Cells as an Intelligent Material: An integrated multiscale modeling approach based on coupled responses to chemical, electrical, and mechanical stimuli

细胞作为智能材料：基于对化学、电和机械刺激的耦合响应的集成多尺度建模方法

• 批准号: 1244014
• 负责人: Michael Philen
• 金额: $ 56.11万
• 依托单位: Virginia Polytechnic Institute and State University
• 依托单位国家: 美国
• 项目类别: Continuing Grant
• 财政年份: 2013
• 资助国家: 美国
• 起止时间: 2013-03-15 至 2017-02-28
• 项目状态: 已结题
• 来源: https://www.nsf.gov/awardsearch/showAward?AWD_ID=1244014&HistoricalAwards=false
• 关键词: Cells; Intelligent; Material; integrated; multiscale

Intellectual MeritThe research objective of this project is to provide a thorough methodology for the creation of advanced networks of cellular mimics. The natural world often exhibits elegant solutions to complex engineering problems, many of which are derived from phenomena exhibited at the cellular level. It is possible to recreate some of these desired behaviors and provide insight into how networks of individual cells can display collective behaviors by creating networks of cellular mimics in the laboratory. This multi-disciplinary project focuses on coupling experimental, computational, and theoretical approaches to aid in the development of a multiscale model for predicting the behavior of these artificial cellular networks, focusing on their unique transduction capabilities and responses to various stimuli. The approach will involve the creation of individual biomolecular unit cells, constructing a multiscale model for predicting the behavior of networks of these unit cells, validating the model through the experimental results, and applying the validated model towards more advanced systems demonstrating the potential in using cellular mimics as intelligent materials.Broader Impacts The benefits of this multi-disciplinary research include a more in-depth understanding of cellular networks through theoretical, computational, and experimental efforts. The findings will provide insight into how cells work in parallel to achieve collective goals, and illustrate the potential for biologically-inspired approaches in engineering research by demonstrating how cellular mechanics may be harnessed for tackling complex problems. These dual goals will aid in increasing collaboration between the biological and engineering worlds and may lead to further scientific discoveries through fresh perspectives. Cells demonstrate the same characteristics as many traditional intelligent materials, and properly tailored networks of cellular mimics may offer possibilities for the design of new devices such as microactuators and sensors. In addition, a new generation of biologically-minded engineers will be encouraged through high school and undergraduate seminars that highlight applications of biomimetic design.
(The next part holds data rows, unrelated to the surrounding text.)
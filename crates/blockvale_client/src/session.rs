use std::collections::VecDeque;

use blockvale_shared::{
    block::{BlockId, BlockRegistry},
    coords::{chunk_containing, ChunkPos},
    world::World,
};
use glam::{IVec3, Vec3};
use tracing::{debug, info, warn};

use crate::chest::{loot_nearby_chest, LootStack};
use crate::chunk_manager::ChunkManager;
use crate::edit::{break_block, place_block, GameMode};
use crate::game_loop::Frame;
use crate::renderer::backend::HeadlessBackend;
use crate::settings::ClientSettings;

const SPAWN_HEIGHT_OFFSET: f32 = 2.0;

#[derive(Debug, Clone, Copy, PartialEq, Eq)]
pub enum EditCommand {
    Break(IVec3),
    Place(IVec3, BlockId),
}

#[derive(Debug, Clone, Copy, Default, PartialEq, Eq)]
pub struct ChunkPassStats {
    pub rendered_chunks: u32,
    pub rendered_quads: u64,
    pub rendered_indices: u64,
    pub rendered_vertices: u64,
}

#[derive(Debug, Clone, Default, PartialEq)]
pub struct SessionReport {
    pub frames: u64,
    pub loaded_chunks: usize,
    pub meshed_chunks: usize,
    pub mesh_uploads: u64,
    pub mesh_disposals: u64,
    pub live_buffer_bytes: u64,
    pub edits_applied: u32,
    pub edits_rejected: u32,
    pub loot: Vec<LootStack>,
    pub drops: Vec<LootStack>,
    pub viewer: Vec3,
}

/// A headless play session: a viewer walking through the world, with block
/// edits applied one per frame and chests looted on contact. Survival drops
/// from broken blocks are collected separately from chest loot.
pub struct Session {
    world: World,
    manager: ChunkManager<HeadlessBackend>,
    viewer: Vec3,
    step: Vec3,
    game_mode: GameMode,
    tool_tier: u8,
    edits: VecDeque<EditCommand>,
    frames: u64,
    edits_applied: u32,
    edits_rejected: u32,
    loot: Vec<LootStack>,
    drops: Vec<LootStack>,
    last_pass: ChunkPassStats,
}

impl Session {
    pub fn from_settings(settings: &ClientSettings, seed: u64, registry: BlockRegistry) -> Self {
        let world = World::new(settings.world, seed);
        let manager = ChunkManager::new(
            HeadlessBackend::new(),
            registry,
            settings.view_distance,
        );
        let step = Vec3::X * settings.viewer_speed / settings.tick_rate.max(1) as f32;
        Self::new(world, manager, step, settings.game_mode, settings.tool_tier)
    }

    /// Places the viewer just above the surface at the world origin.
    pub fn new(
        world: World,
        manager: ChunkManager<HeadlessBackend>,
        step: Vec3,
        game_mode: GameMode,
        tool_tier: u8,
    ) -> Self {
        let surface = world.generator().sample_column(0, 0).height;
        let viewer = Vec3::new(0.5, surface as f32 + SPAWN_HEIGHT_OFFSET, 0.5);
        info!("Spawning viewer at {viewer} (seed {})", world.seed());

        Self {
            world,
            manager,
            viewer,
            step,
            game_mode,
            tool_tier,
            edits: VecDeque::new(),
            frames: 0,
            edits_applied: 0,
            edits_rejected: 0,
            loot: Vec::new(),
            drops: Vec::new(),
            last_pass: ChunkPassStats::default(),
        }
    }

    pub fn queue_edit(&mut self, edit: EditCommand) {
        self.edits.push_back(edit);
    }

    pub fn viewer(&self) -> Vec3 {
        self.viewer
    }

    pub fn world(&self) -> &World {
        &self.world
    }

    pub fn manager(&self) -> &ChunkManager<HeadlessBackend> {
        &self.manager
    }

    pub fn last_pass(&self) -> ChunkPassStats {
        self.last_pass
    }

    pub fn report(&self) -> SessionReport {
        let stats = self.manager.backend().stats();
        SessionReport {
            frames: self.frames,
            loaded_chunks: self.world.loaded_chunk_count(),
            meshed_chunks: self.manager.meshed_count(),
            mesh_uploads: stats.uploads,
            mesh_disposals: stats.disposals,
            live_buffer_bytes: self.manager.backend().live_buffer_bytes(),
            edits_applied: self.edits_applied,
            edits_rejected: self.edits_rejected,
            loot: self.loot.clone(),
            drops: self.drops.clone(),
            viewer: self.viewer,
        }
    }

    fn apply_next_edit(&mut self) {
        let Some(edit) = self.edits.pop_front() else {
            return;
        };

        let result = match edit {
            EditCommand::Break(pos) => break_block(
                &mut self.world,
                &mut self.manager,
                pos,
                self.game_mode,
                self.tool_tier,
            )
            .map(|broken| {
                if let Some(drop) = broken.drop {
                    debug!("Picked up {drop:?} from block {}", broken.block.0);
                    self.drops.push(drop);
                }
            }),
            EditCommand::Place(pos, block) => {
                place_block(&mut self.world, &mut self.manager, pos, block).map(|_| ())
            }
        };

        match result {
            Ok(()) => self.edits_applied += 1,
            Err(err) => {
                warn!("Edit {edit:?} rejected: {err}");
                self.edits_rejected += 1;
            }
        }
    }
}

impl Frame for Session {
    fn update(&mut self) {
        self.viewer += self.step;
        let built = self
            .manager
            .update(&mut self.world, self.viewer.x, self.viewer.z);
        if built > 0 {
            debug!("Frame {}: meshed {built} new chunks", self.frames);
        }

        self.apply_next_edit();

        if let Some(loot) =
            loot_nearby_chest(&mut self.world, &mut self.manager, self.viewer, self.game_mode)
        {
            self.loot.extend(loot.items);
        }
    }

    fn render(&mut self) {
        let center = chunk_containing(self.viewer.x, self.viewer.z);
        let view_distance = self.manager.view_distance();

        let mut pass = ChunkPassStats::default();
        for dx in -view_distance..=view_distance {
            for dz in -view_distance..=view_distance {
                let pos = center + ChunkPos::new(dx, dz);
                let Some(mesh) = self.manager.mesh(pos) else {
                    continue;
                };
                if mesh.is_empty() {
                    continue;
                }
                pass.rendered_chunks += 1;
                pass.rendered_quads += mesh.quad_count() as u64;
                pass.rendered_indices += mesh.indices.len() as u64;
                pass.rendered_vertices += mesh.vertices.len() as u64;
            }
        }

        self.last_pass = pass;
        self.frames += 1;
    }
}
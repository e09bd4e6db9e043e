pub mod backend;
pub mod mesh;
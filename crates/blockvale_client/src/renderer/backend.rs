use std::mem;

use blockvale_shared::coords::ChunkPos;
use rustc_hash::FxHashMap;
use tracing::{debug, warn};

use super::mesh::{ChunkMesh, ChunkVertex};

/// Destination for built chunk meshes. Every handle returned by `upload` is
/// passed back to `dispose` exactly once before its chunk is re-uploaded.
pub trait MeshBackend {
    type Handle;

    fn upload(&mut self, chunk_pos: ChunkPos, mesh: &ChunkMesh) -> Self::Handle;
    fn dispose(&mut self, handle: Self::Handle);
}

#[derive(Debug, Clone, Copy, Default, PartialEq, Eq)]
pub struct MeshUploadStats {
    pub uploads: u64,
    pub disposals: u64,
    pub uploaded_bytes: u64,
    pub uploaded_triangles: u64,
}

#[derive(Debug, Clone, Copy, PartialEq, Eq, Hash)]
pub struct MeshHandle(u64);

#[derive(Debug, Clone, Copy)]
struct HeadlessBuffers {
    chunk_pos: ChunkPos,
    vertex_capacity_bytes: u64,
    index_capacity_bytes: u64,
}

/// Keeps buffer bookkeeping in memory instead of on a GPU. Used by the
/// headless client and by tests that check handle lifetimes.
#[derive(Debug, Default)]
pub struct HeadlessBackend {
    next_handle: u64,
    live: FxHashMap<MeshHandle, HeadlessBuffers>,
    stats: MeshUploadStats,
}

impl HeadlessBackend {
    pub fn new() -> Self {
        Self::default()
    }

    pub fn stats(&self) -> MeshUploadStats {
        self.stats
    }

    pub fn live_handle_count(&self) -> usize {
        self.live.len()
    }

    /// Bytes held by live buffers, counting their rounded-up capacity.
    pub fn live_buffer_bytes(&self) -> u64 {
        self.live
            .values()
            .map(|buffers| buffers.vertex_capacity_bytes + buffers.index_capacity_bytes)
            .sum()
    }
}

impl MeshBackend for HeadlessBackend {
    type Handle = MeshHandle;

    fn upload(&mut self, chunk_pos: ChunkPos, mesh: &ChunkMesh) -> MeshHandle {
        let vertex_bytes = mesh_vertex_bytes(mesh);
        let index_bytes = mesh_index_bytes(mesh);

        let handle = MeshHandle(self.next_handle);
        self.next_handle += 1;
        self.live.insert(
            handle,
            HeadlessBuffers {
                chunk_pos,
                vertex_capacity_bytes: grow_capacity(vertex_bytes),
                index_capacity_bytes: grow_capacity(index_bytes),
            },
        );

        self.stats.uploads += 1;
        self.stats.uploaded_bytes += vertex_bytes + index_bytes;
        self.stats.uploaded_triangles += mesh.triangle_count() as u64;
        handle
    }

    fn dispose(&mut self, handle: MeshHandle) {
        let Some(buffers) = self.live.remove(&handle) else {
            warn!("Disposing unknown mesh handle {handle:?}");
            return;
        };
        debug!("Released mesh buffers of chunk {:?}", buffers.chunk_pos);
        self.stats.disposals += 1;
    }
}

fn mesh_vertex_bytes(mesh: &ChunkMesh) -> u64 {
    (mesh.vertices.len() * mem::size_of::<ChunkVertex>()) as u64
}

fn mesh_index_bytes(mesh: &ChunkMesh) -> u64 {
    bytemuck::cast_slice::<u32, u8>(&mesh.indices).len() as u64
}

fn grow_capacity(required: u64) -> u64 {
    required.max(4).next_power_of_two()
}
//-
// Copyright (c) 2023, Jason Lingle
//
// This file is part of Mailmend.
//
// Mailmend is free software: you can redistribute it and/or modify it under
// the terms of the GNU General Public License as published  by the Free
// Software Foundation, either version 3 of the License, or (at your option)
// any later version.
//
// Mailmend is distributed  in the hope that it will  be useful, but WITHOUT
// ANY WARRANTY; without even the  implied warranty of MERCHANTABILITY or
// FITNESS FOR  A PARTICULAR  PURPOSE.  See the  GNU General  Public License
// for more details.
//
// You should have received a copy of the GNU General Public License along
// with Mailmend. If not, see <http://www.gnu.org/licenses/>.

/// Decodes quoted-printable encoding, as described by RFC 2045.
///
/// Encoded bytes and soft line endings are both handled, the latter by
/// discarding. UNIX line endings are accepted as well as DOS line endings.
///
/// This never fails. Invalid sequences are passed through untransformed,
/// and a dangling `=` at end of input is dropped (it is the first half of a
/// soft break that never finished). 8-bit bytes pass through unchanged,
/// including invalid UTF-8.
pub fn qp_decode(s: &[u8]) -> Vec<u8> {
    let mut out = Vec::with_capacity(s.len());
    let mut i = 0;

    while i < s.len() {
        let b = s[i];
        if b'=' != b {
            out.push(b);
            i += 1;
            continue;
        }

        let rest = &s[i + 1..];
        if rest.is_empty() || b"\r" == rest {
            // dangling soft break
            break;
        } else if rest.starts_with(b"\r\n") {
            i += 3;
        } else if rest.starts_with(b"\n") {
            i += 2;
        } else if rest.len() >= 2 {
            match hex_nibble(rest[0])
                .and_then(|hi| hex_nibble(rest[1]).map(|lo| (hi << 4) | lo))
            {
                Some(byte) => {
                    out.push(byte);
                    i += 3;
                },
                None => {
                    out.push(b'=');
                    i += 1;
                },
            }
        } else {
            out.push(b'=');
            i += 1;
        }
    }

    out
}

/// Like `qp_decode`, but additionally treats `_` as a space, per the
/// RFC 2047 "Q" encoding used inside encoded-words.
pub fn q2047_decode(s: &[u8]) -> Vec<u8> {
    let mut out = qp_decode(s);
    for b in &mut out {
        if b'_' == *b {
            *b = b' ';
        }
    }
    out
}

fn hex_nibble(b: u8) -> Option<u8> {
    match b {
        b'0'..=b'9' => Some(b - b'0'),
        b'A'..=b'F' => Some(b - b'A' + 10),
        b'a'..=b'f' => Some(b - b'a' + 10),
        _ => None,
    }
}

#[cfg(test)]
mod test {
    use proptest::prelude::*;

    use super::*;

    fn assert_qp(expected: &[u8], input: &[u8]) {
        assert_eq!(expected, &qp_decode(input)[..]);
    }

    #[test]
    fn test_qp_decode() {
        assert_qp(b"hello world", b"hello world");
        assert_qp(b"\xabfoo", b"=ABfoo");
        assert_qp(b"fo\xabo", b"fo=ABo");
        assert_qp(b"foo\xab", b"foo=AB");
        assert_qp(b"foo\xab\xcd", b"foo=AB=CD");

        assert_qp(b"foo", b"foo=\n");
        assert_qp(b"foobar", b"foo=\nbar");
        assert_qp(b"foo", b"foo=\r\n");
        assert_qp(b"foobar", b"foo=\r\nbar");

        assert_qp(b"foo=()bar", b"foo=()bar");
        assert_qp(b"foo=\xabbar", b"foo==ABbar");
        assert_qp(b"foo=A\xabbar", b"foo=A=ABbar");
        assert_qp(b"foo=\x80\x80bar", b"foo=\x80\x80bar");

        assert_qp(b"foo", b"foo=");
        assert_qp(b"foo", b"foo=\r");
    }

    #[test]
    fn test_q2047_underscore() {
        assert_eq!(b"Keith Moore".to_vec(), q2047_decode(b"Keith_Moore"));
        assert_eq!(b"a b\xE6".to_vec(), q2047_decode(b"a_b=E6"));
    }

    proptest! {
        #[test]
        fn qp_decode_never_panics(
            s in prop::collection::vec(prop::num::u8::ANY, 0..40)
        ) {
            qp_decode(&s);
        }
    }
}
本项目的研究目标是为创建先进的细胞模拟网络提供一种全面的方法。 自然界经常展示出复杂工程问题的优雅解决方案，其中许多来自细胞水平上的现象。 通过在实验室中创建细胞模拟物网络，可以重新创建其中一些所需的行为，并深入了解单个细胞网络如何显示集体行为。 这个多学科项目的重点是耦合实验，计算和理论方法，以帮助开发多尺度模型来预测这些人工细胞网络的行为，重点是它们独特的转导能力和对各种刺激的反应。 该方法将涉及创建单个生物分子单位细胞，构建用于预测这些单位细胞网络行为的多尺度模型，通过实验结果验证模型，并将验证的模型应用于更先进的系统，展示使用细胞模拟物作为智能材料的潜力。更广泛的影响这项多学科研究的好处包括：通过理论，计算和实验努力深入了解细胞网络。这些发现将深入了解细胞如何并行工作以实现集体目标，并通过展示细胞力学如何用于解决复杂问题来说明工程研究中生物启发方法的潜力。 这些双重目标将有助于增加生物和工程世界之间的合作，并可能通过新的视角带来进一步的科学发现。 细胞表现出与许多传统智能材料相同的特性，适当定制的细胞模拟网络可能为微执行器和传感器等新设备的设计提供可能性。 此外，将通过高中和本科生研讨会鼓励新一代具有生物思想的工程师，这些研讨会强调仿生设计的应用。